Data for this exercise Block Start
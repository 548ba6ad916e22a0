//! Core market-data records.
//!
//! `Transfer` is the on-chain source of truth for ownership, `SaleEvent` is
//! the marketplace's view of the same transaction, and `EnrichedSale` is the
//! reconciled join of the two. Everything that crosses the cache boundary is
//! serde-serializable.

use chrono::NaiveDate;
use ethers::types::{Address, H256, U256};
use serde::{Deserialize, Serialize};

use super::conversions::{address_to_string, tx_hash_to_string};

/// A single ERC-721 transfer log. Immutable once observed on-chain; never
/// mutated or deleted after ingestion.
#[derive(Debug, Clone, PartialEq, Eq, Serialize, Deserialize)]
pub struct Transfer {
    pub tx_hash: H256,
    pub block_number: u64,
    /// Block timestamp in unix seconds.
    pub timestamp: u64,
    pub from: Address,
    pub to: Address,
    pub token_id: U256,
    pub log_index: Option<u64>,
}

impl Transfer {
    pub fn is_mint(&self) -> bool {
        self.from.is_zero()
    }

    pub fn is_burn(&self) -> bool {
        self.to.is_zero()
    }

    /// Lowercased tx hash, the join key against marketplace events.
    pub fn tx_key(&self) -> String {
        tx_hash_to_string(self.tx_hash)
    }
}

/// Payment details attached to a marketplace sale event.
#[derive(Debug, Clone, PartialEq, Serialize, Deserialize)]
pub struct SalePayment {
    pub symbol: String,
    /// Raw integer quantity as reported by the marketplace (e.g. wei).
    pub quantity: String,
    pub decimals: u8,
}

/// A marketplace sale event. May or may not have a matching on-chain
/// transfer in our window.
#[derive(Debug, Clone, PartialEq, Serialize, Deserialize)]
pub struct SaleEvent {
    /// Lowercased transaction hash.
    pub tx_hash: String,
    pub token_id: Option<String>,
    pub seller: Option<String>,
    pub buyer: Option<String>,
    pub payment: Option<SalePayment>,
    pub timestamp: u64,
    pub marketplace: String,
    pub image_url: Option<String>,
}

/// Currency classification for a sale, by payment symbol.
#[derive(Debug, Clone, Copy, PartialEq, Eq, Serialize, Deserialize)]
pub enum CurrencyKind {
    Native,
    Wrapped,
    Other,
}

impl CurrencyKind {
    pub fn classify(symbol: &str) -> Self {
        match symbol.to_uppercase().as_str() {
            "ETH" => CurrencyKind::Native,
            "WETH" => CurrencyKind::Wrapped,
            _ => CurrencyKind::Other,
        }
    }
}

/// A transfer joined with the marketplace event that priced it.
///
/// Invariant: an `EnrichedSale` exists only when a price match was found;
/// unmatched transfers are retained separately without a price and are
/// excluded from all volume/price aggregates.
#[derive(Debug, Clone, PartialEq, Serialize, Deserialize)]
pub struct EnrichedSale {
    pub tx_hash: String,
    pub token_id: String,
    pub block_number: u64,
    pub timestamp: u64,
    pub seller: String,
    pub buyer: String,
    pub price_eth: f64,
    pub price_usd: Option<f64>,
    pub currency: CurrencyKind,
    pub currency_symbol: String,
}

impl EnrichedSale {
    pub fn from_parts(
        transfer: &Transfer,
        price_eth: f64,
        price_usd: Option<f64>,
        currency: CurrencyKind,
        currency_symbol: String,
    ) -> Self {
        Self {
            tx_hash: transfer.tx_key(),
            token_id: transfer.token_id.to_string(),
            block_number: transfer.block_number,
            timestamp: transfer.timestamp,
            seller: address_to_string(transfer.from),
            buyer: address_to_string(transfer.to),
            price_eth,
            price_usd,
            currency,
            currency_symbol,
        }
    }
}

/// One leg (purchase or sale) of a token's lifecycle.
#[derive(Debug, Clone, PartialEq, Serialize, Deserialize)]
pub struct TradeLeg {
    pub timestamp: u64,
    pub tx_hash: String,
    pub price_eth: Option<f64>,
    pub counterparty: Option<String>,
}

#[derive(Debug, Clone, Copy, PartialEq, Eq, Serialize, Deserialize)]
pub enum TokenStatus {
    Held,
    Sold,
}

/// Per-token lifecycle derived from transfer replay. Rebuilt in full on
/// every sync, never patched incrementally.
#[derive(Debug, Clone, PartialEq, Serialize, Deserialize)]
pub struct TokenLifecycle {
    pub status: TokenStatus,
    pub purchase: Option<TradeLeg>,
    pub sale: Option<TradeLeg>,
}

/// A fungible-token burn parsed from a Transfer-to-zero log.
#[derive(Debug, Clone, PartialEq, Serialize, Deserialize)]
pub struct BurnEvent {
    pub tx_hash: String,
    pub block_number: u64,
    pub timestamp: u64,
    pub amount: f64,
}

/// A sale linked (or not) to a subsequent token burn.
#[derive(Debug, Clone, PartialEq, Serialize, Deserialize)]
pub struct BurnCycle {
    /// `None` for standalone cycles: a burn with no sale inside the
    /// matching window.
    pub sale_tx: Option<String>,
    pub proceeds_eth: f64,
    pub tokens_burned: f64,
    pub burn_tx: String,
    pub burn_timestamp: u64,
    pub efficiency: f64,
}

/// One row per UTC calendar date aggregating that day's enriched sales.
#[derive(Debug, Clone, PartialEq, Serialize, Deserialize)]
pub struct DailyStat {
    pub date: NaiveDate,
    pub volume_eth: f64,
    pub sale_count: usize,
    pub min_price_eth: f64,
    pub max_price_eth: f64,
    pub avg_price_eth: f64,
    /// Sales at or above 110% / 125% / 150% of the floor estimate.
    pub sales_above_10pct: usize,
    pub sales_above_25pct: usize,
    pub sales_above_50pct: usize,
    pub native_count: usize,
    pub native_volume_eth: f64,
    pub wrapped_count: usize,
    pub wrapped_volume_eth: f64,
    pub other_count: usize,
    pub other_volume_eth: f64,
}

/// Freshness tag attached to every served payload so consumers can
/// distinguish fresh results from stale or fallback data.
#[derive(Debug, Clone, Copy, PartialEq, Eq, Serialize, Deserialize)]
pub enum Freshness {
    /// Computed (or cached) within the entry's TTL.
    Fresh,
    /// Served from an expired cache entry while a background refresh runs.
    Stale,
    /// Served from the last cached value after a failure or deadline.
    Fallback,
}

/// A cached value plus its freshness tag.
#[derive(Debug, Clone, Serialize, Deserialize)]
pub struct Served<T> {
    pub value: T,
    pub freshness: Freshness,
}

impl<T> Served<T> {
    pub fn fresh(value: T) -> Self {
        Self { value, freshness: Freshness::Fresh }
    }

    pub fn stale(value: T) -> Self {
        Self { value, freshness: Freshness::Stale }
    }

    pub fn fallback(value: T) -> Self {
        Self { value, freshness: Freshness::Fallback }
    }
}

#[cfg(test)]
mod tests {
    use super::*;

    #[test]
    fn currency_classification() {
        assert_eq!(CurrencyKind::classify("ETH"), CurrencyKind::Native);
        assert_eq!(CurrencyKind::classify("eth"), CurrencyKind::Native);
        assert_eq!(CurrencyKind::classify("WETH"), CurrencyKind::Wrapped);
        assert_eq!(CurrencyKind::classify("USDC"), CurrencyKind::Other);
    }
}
Data for this exercise Block End
Data for this exercise Block Start
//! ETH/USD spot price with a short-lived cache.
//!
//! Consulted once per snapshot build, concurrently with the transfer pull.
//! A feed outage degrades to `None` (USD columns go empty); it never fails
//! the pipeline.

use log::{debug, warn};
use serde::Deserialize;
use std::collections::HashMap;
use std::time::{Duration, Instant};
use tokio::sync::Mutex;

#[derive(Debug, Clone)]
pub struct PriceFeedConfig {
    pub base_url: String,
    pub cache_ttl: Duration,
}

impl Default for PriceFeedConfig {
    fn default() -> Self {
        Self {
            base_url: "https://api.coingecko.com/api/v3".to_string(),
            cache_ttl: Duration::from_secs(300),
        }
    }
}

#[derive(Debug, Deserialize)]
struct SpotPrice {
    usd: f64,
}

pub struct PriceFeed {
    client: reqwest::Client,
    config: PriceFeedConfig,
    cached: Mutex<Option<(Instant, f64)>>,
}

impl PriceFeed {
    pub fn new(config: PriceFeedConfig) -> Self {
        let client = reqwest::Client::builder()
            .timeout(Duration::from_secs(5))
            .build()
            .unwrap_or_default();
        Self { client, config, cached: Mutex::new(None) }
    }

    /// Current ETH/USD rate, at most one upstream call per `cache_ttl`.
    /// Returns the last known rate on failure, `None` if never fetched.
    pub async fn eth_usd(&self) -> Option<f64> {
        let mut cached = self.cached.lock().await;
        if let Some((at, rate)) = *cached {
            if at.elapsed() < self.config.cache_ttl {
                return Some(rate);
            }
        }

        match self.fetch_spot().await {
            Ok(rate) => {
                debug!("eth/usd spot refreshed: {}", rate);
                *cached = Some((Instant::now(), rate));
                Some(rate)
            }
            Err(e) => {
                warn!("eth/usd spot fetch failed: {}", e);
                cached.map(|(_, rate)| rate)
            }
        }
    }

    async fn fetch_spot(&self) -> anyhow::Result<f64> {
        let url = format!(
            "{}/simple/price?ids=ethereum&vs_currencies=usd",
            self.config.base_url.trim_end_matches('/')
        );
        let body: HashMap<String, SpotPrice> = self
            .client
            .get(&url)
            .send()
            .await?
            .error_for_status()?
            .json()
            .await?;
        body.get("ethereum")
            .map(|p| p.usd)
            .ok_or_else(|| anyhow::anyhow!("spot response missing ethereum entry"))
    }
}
Data for this exercise Block End
[Work to be completed] The answer is a bare number: how many lines of the records contain the string "body"?

[Answer to the problem] 2